> [Data provided]
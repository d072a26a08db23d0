//! Controller configuration parameters.
//!
//! Supplied by the embedding application at construction time.  Nothing
//! here is persisted: only the settled tilt percentage survives a reset.

use serde::{Deserialize, Serialize};

use crate::error::Error;

/// Core controller configuration
#[derive(Debug, Clone, PartialEq, Eq, Serialize, Deserialize)]
pub struct ShadeConfig {
    // --- Motion ---
    /// Drive time for one percentage point (milliseconds).
    /// `0` means "not calibrated"; tilt commands are refused until set.
    pub ms_per_tilt_percent: u32,

    // --- Timing ---
    /// Drive-loop polling cadence (milliseconds).
    pub tick_interval_ms: u32,
    /// How often a new request polls for the previous move to retire (milliseconds).
    pub cancel_poll_interval_ms: u32,
    /// Upper bound on that wait before the new request is dropped (milliseconds).
    pub cancel_timeout_ms: u32,

    // --- Motion task ---
    /// Stack size of the motion task (KiB).
    pub task_stack_kb: usize,
    /// FreeRTOS priority of the motion task.
    pub task_priority: u8,
}

impl Default for ShadeConfig {
    fn default() -> Self {
        Self {
            // Motion
            ms_per_tilt_percent: 0,

            // Timing
            tick_interval_ms: 10,
            cancel_poll_interval_ms: 10,
            cancel_timeout_ms: 2000,

            // Motion task
            task_stack_kb: 4,
            task_priority: 5,
        }
    }
}

impl ShadeConfig {
    /// Default timing with the given motor time constant.
    pub fn with_ms_per_tilt_percent(ms_per_tilt_percent: u32) -> Self {
        Self {
            ms_per_tilt_percent,
            ..Self::default()
        }
    }

    /// Check the values a move depends on.
    pub fn validate(&self) -> Result<(), Error> {
        if self.ms_per_tilt_percent == 0 {
            return Err(Error::Config("ms_per_tilt_percent must be > 0"));
        }
        if self.tick_interval_ms == 0 {
            return Err(Error::Config("tick_interval_ms must be > 0"));
        }
        // The running task must see the cancel flag at least as often as the
        // requester polls for it to retire.
        if self.cancel_poll_interval_ms < self.tick_interval_ms {
            return Err(Error::Config(
                "cancel_poll_interval_ms must be >= tick_interval_ms",
            ));
        }
        if self.cancel_timeout_ms < self.cancel_poll_interval_ms {
            return Err(Error::Config(
                "cancel_timeout_ms must be >= cancel_poll_interval_ms",
            ));
        }
        Ok(())
    }
}
//! Adapters — concrete implementations of the hexagonal port traits.
//!
//! | Adapter          | Implements     | Connects to                  |
//! |------------------|----------------|------------------------------|
//! | `attribute_sink` | ReportSink     | REPORT_CHANNEL → Zigbee stack|
//! | `console`        | (input)        | UART line commands           |
//! | `log_sink`       | ReportSink     | Serial log output            |
//! | `nvs`            | PositionStore  | NVS / in-memory store        |
//! | `time`           | Clock          | ESP32 system timer           |

pub mod attribute_sink;
pub mod console;
pub mod log_sink;
pub mod nvs;
pub mod time;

> [What is required]
The answer must consist of every line in the records above that contains the word "Drive".

> [Result for this exercise]
    /// Drive time for one percentage point (milliseconds).
    /// Drive-loop polling cadence (milliseconds).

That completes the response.